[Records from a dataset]
------------------------------------------------------------
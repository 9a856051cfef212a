use num_traits::real::Real;

use crate::inputs::Coords;

/// The turn direction of three points
#[derive(Debug, Clone, Copy, PartialEq, Eq, Hash)]
pub(crate) enum Orientation {
    Clockwise,
    Counterclockwise,
    Collinear,
}

impl Orientation {
    pub fn is_cw(self) -> bool { self == Orientation::Clockwise }
    pub fn is_ccw(self) -> bool { self == Orientation::Counterclockwise }
    pub fn is_collinear(self) -> bool { self == Orientation::Collinear }
}

/// Classifies `a -> b -> c` by the sign of the cross product `(a - c) x (b - c)`.
///
/// A cross product of exactly zero is [Orientation::Collinear]; there is no tolerance band,
/// so nearly collinear points are classified by the raw floating point sign.
pub(crate) fn orient_2d<C: Real>(a: Coords<C>, b: Coords<C>, c: Coords<C>) -> Orientation {
    let det_left = (a.x() - c.x()) * (b.y() - c.y());
    let det_right = (a.y() - c.y()) * (b.x() - c.x());
    let val = det_left - det_right;
    if val > C::zero() {
        Orientation::Counterclockwise
    } else if val < C::zero() {
        Orientation::Clockwise
    } else {
        Orientation::Collinear
    }
}

/// Returns `true` iff `d` lies strictly inside the circumcircle of the counterclockwise triangle `(a, b, c)`.
///
/// `d` must be on the far side of the edge it is tested across: the test bails out early when
/// `d` does not see `a` between `b` and `c`, which is exactly the case where flipping would
/// produce an inverted triangle.
pub(crate) fn in_circle<C: Real>(a: Coords<C>, b: Coords<C>, c: Coords<C>, d: Coords<C>) -> bool {
    let adx = a.x() - d.x();
    let ady = a.y() - d.y();
    let bdx = b.x() - d.x();
    let bdy = b.y() - d.y();

    let oabd = adx * bdy - bdx * ady;
    if oabd <= C::zero() {
        return false;
    }

    let cdx = c.x() - d.x();
    let cdy = c.y() - d.y();

    let ocad = cdx * ady - adx * cdy;
    if ocad <= C::zero() {
        return false;
    }

    let bdxcdy = bdx * cdy;
    let cdxbdy = cdx * bdy;

    let alift = adx * adx + ady * ady;
    let blift = bdx * bdx + bdy * bdy;
    let clift = cdx * cdx + cdy * cdy;

    let det = alift * (bdxcdy - cdxbdy) + blift * ocad + clift * oabd;
    det > C::zero()
}

/// Returns `true` iff the quadrilateral `a, b, d, c` is strictly convex at `b` and `c` as seen from `a`,
/// i.e. the edge `b-c` may be flipped to `a-d`.
pub(crate) fn in_scan_area<C: Real>(a: Coords<C>, b: Coords<C>, c: Coords<C>, d: Coords<C>) -> bool {
    let oadb = (a.x() - b.x()) * (d.y() - b.y()) - (d.x() - b.x()) * (a.y() - b.y());
    if oadb >= C::zero() {
        return false;
    }

    let oadc = (a.x() - c.x()) * (d.y() - c.y()) - (d.x() - c.x()) * (a.y() - c.y());
    if oadc <= C::zero() {
        return false;
    }

    true
}

/// The cross and dot products of `a - origin` and `b - origin`.
///
/// The angle between the two vectors is `atan2(cross, dot)`; the front heuristics only need its
/// quadrant, so they compare these signs directly instead of calling any trigonometric function.
fn cross_dot<C: Real>(origin: Coords<C>, a: Coords<C>, b: Coords<C>) -> (C, C) {
    let (ax, ay) = (a.x() - origin.x(), a.y() - origin.y());
    let (bx, by) = (b.x() - origin.x(), b.y() - origin.y());
    (ax * by - ay * bx, ax * bx + ay * by)
}

/// The angle at `origin` from `a` to `b` is outside `[-90°, 90°]`
pub(crate) fn angle_exceeds_90<C: Real>(origin: Coords<C>, a: Coords<C>, b: Coords<C>) -> bool {
    let (_, dot) = cross_dot(origin, a, b);
    dot < C::zero()
}

/// The angle at `origin` from `a` to `b` is negative (clockwise)
pub(crate) fn angle_is_negative<C: Real>(origin: Coords<C>, a: Coords<C>, b: Coords<C>) -> bool {
    let (cross, _) = cross_dot(origin, a, b);
    cross < C::zero()
}

/// The angle at `origin` from `a` to `b` is greater than 90° or negative
pub(crate) fn angle_exceeds_90_or_negative<C: Real>(origin: Coords<C>, a: Coords<C>, b: Coords<C>) -> bool {
    let (cross, dot) = cross_dot(origin, a, b);
    cross < C::zero() || dot < C::zero()
}

/// The direction from `far` to `node` is below 135°, measured counterclockwise from the positive x axis.
///
/// A basin whose right rim rises steeper than that is worth filling.
pub(crate) fn basin_angle_is_acute<C: Real>(node: Coords<C>, far: Coords<C>) -> bool {
    let ax = node.x() - far.x();
    let ay = node.y() - far.y();
    !(ax < C::zero() && ay >= C::zero() && ay <= -ax)
}

/// Twice the signed area of a polygon; positive when counterclockwise.
pub(crate) fn signed_area_2x<C: Real>(points: &[Coords<C>]) -> C {
    let mut sum = C::zero();
    for (i, p) in points.iter().enumerate() {
        let q = points[(i + 1) % points.len()];
        sum = sum + (p.x() * q.y() - q.x() * p.y());
    }
    sum
}

/// Even-odd point-in-polygon test.
///
/// Returns `None` when `p` lies exactly on the polygon outline.
pub(crate) fn point_in_polygon<C: Real>(p: Coords<C>, polygon: &[Coords<C>]) -> Option<bool> {
    let mut inside = false;
    for (i, &a) in polygon.iter().enumerate() {
        let b = polygon[(i + 1) % polygon.len()];
        if on_segment(p, a, b) {
            return None;
        }
        if (a.y() > p.y()) != (b.y() > p.y()) {
            let x = a.x() + (p.y() - a.y()) * (b.x() - a.x()) / (b.y() - a.y());
            if p.x() < x {
                inside = !inside;
            }
        }
    }
    Some(inside)
}

/// `p` lies on the closed segment `a-b`
pub(crate) fn on_segment<C: Real>(p: Coords<C>, a: Coords<C>, b: Coords<C>) -> bool {
    orient_2d(a, b, p).is_collinear()
        && p.x() >= a.x().min(b.x()) && p.x() <= a.x().max(b.x())
        && p.y() >= a.y().min(b.y()) && p.y() <= a.y().max(b.y())
}

use crate::Cdt;

use super::util::{self, check::check_mesh, VTest};

#[test]
fn square_hole() {
    let mut cdt = Cdt::new(util::polygon::square()).unwrap();
    cdt.add_hole(util::polygon::square_hole(1., 1., 2.)).unwrap();
    assert_eq!(cdt.hole_count(), 1);

    let mesh = cdt.triangulate().unwrap().clone();
    check_mesh(&cdt, &mesh);
    assert_eq!(mesh.len(), 8);
    // Only the four hole edges and the four boundary edges are constrained
    assert_eq!(mesh.constrained_edges().len(), 8);
}

#[test]
fn counterclockwise_hole() {
    let mut hole = util::polygon::square_hole(1., 1., 2.);
    hole.reverse();
    let mut cdt = Cdt::new(util::polygon::square()).unwrap();
    cdt.add_hole(hole).unwrap();
    let mesh = cdt.triangulate().unwrap().clone();
    check_mesh(&cdt, &mesh);
}

#[test]
fn hole_ids() {
    let mut cdt = Cdt::new(util::polygon::square()).unwrap();
    cdt.add_point((0.5, 0.5).into());
    cdt.add_hole(util::polygon::square_hole(1., 1., 2.)).unwrap();
    // Hole vertices follow the Steiner point
    assert_eq!(cdt.vertices()[5], VTest::new(1., 1.));

    let mesh = cdt.triangulate().unwrap().clone();
    check_mesh(&cdt, &mesh);
    assert!(mesh.constrained_edges().iter().any(|&(p, q)| (p.min(q), p.max(q)) == (5, 6)));
}

#[test]
fn grid_of_holes() {
    let mut cdt = Cdt::new(vec![(0., 0.).into(), (10., 0.).into(), (10., 10.).into(), (0., 10.).into()]).unwrap();
    let holes: Vec<Vec<VTest>> = (0..3)
        .flat_map(|i| (0..3).map(move |j| util::polygon::square_hole(1. + 3. * i as f32, 1. + 3. * j as f32, 2.)))
        .collect();
    cdt.add_holes(holes).unwrap();
    assert_eq!(cdt.hole_count(), 9);

    let mesh = cdt.triangulate().unwrap().clone();
    check_mesh(&cdt, &mesh);
}

#[test]
fn holes_in_concave_boundary() {
    let mut cdt = Cdt::new(util::polygon::l_shape()).unwrap();
    cdt.add_hole(util::polygon::square_hole(0.5, 0.5, 1.)).unwrap();
    cdt.add_hole(vec![(0.5, 2.5).into(), (1.5, 2.5).into(), (1., 3.5).into()]).unwrap();
    cdt.add_hole(vec![(2.5, 0.5).into(), (3.5, 1.).into(), (2.5, 1.5).into()]).unwrap();
    let mesh = cdt.triangulate().unwrap().clone();
    check_mesh(&cdt, &mesh);
}

#[test]
fn holes_and_points() {
    let mut cdt = Cdt::new(util::polygon::regular(24, 10.)).unwrap();
    cdt.add_hole([[-5., -1.], [-3., -1.], [-4., 1.]]).unwrap();
    cdt.add_hole([[2., -2.], [2., 2.], [6., 2.], [6., -2.]]).unwrap();
    cdt.add_points([[0., 0.], [-4., 5.], [4., 5.], [-1., -6.], [0.5, 3.25], [7.5, 0.1]]);

    let mesh = cdt.triangulate().unwrap().clone();
    check_mesh(&cdt, &mesh);
}

#[test]
fn hole_near_boundary() {
    // A sliver of a hole in the thin right arm of a clockwise boundary
    let mut cdt = Cdt::new(util::polygon::half_frame()).unwrap();
    cdt.add_hole(vec![(0.96, 0.4).into(), (0.99, 0.5).into(), (0.96, 0.6).into()]).unwrap();
    let mesh = cdt.triangulate().unwrap().clone();
    check_mesh(&cdt, &mesh);
}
------------------------------------------------------------
Every line of the records in which the string "Orientation" is found should be counted, and only the count returned.

10